I was so hopeful that And Then Things Fall Apart was going to be a sweet, fun read. It sounded like Keek was going through a lot and I was ready to go all Jersey Shore with a fist pump in celebration of another contemporary young adult book. I wish I could say that And Then Things Fell Apart lived up to my expectations.
Keek was a whiny fifteen-year-old character. She complained about absolutely everything. In the beginning, I gave her a lot of leeway because I understood she was dealing with tons of drama (i.e. a cheating dad, a runaway mother, and the chicken pox). And let’s face it – some (if not most) fifteen-year-olds are self-centered and annoying. Keek thought her world was ending because she’d gotten the chicken pox and she was upset her boyfriend hadn’t called her. She was hallucinating because of the fevers and often didn’t make much sense. She repeated herself endlessly. I sometimes found myself skipping over bits of text because she was saying the. exact. same. thing. again.

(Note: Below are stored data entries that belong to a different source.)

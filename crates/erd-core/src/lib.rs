//! `erd-core` — foundational types for the emergency response dispatch
//! workspace.
//!
//! This crate is a dependency of every other `erd-*` crate.  It intentionally
//! has no dependencies of its own: ids, coordinates, and timestamps are plain
//! arithmetic.
//!
//! # What lives here
//!
//! | Module    | Contents                                      |
//! |-----------|-----------------------------------------------|
//! | [`ids`]   | `LocationId`, `IncidentId`, `UnitId`          |
//! | [`geo`]   | `GeoPoint`, haversine distance                |
//! | [`time`]  | `Timestamp` and its calendar arithmetic       |
//! | [`kinds`] | `IncidentKind`, `UnitKind`, capability matrix |

pub mod geo;
pub mod ids;
pub mod kinds;
pub mod time;

#[cfg(test)]
mod tests;

// ── Re-exports ────────────────────────────────────────────────────────────────

pub use geo::GeoPoint;
pub use ids::{IncidentId, LocationId, UnitId};
pub use kinds::{IncidentKind, UnitKind};
pub use time::Timestamp;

Keek is obsessed with two things, both of which I didn’t understand one bit. She is crazy about Sylvia Plath’s book The Bell Jar. She reads it constantly, references it multiple times on nearly every other page, and compares her situation to the characters. For someone who wasn’t familiar with the book, it was hard to care about that portion of the story. A lot of explaining was necessary to draw the parallel between Plath’s book and Keek’s life, but it didn’t really seem fitting when such an immature character was explaining the depths of Plath’s work.
Her second obsession: losing her virginity. I didn’t grasp why she “just wanted to get it over with.” This was where I felt most disconnected — Keek seemed so childish and young in many ways, but she was absorbed with Plath’s work and wanting to lose her virginity. Her actions and behavior didn’t convince me she was mature enough to understand or even begin to comprehend either of those two things. Her father had also just been outed for cheating on her mom; I didn’t believe someone in her position would treat something like their virginity so flippantly after finding out such devastating news.
The reader is very much inside Keek’s mind during the entire book. She’s solitary and alone because she’s sick, has few friends, and her boyfriend is MIA. Although I thought the concept for the book was fun, I found that there was only so much development that Tibensky could do with a sick character. She has rare conversations with her grandmother and she doesn’t communicate with her mom or dad. Due to the lack of dialogue, the story progressed slowly. I found it less believable that Keek would have matured in the ways that she did because she didn’t have anyone to guide her to a better understanding of all that was happening.
One of my least favorite parts of the book was the poetry. Keek is learning how to type and chooses to write poems. I didn’t feel like they blended into the story well. They didn’t add anything that gave me insight into Keek’s character and ultimately, I didn’t find they were necessary. I skipped over the poetry toward the end of the book because I felt like much of it became a filler.
Overall, I didn’t love And Then Things Fall Apart. I was on such a roll for great 2012 books, but this one didn’t cut it for me.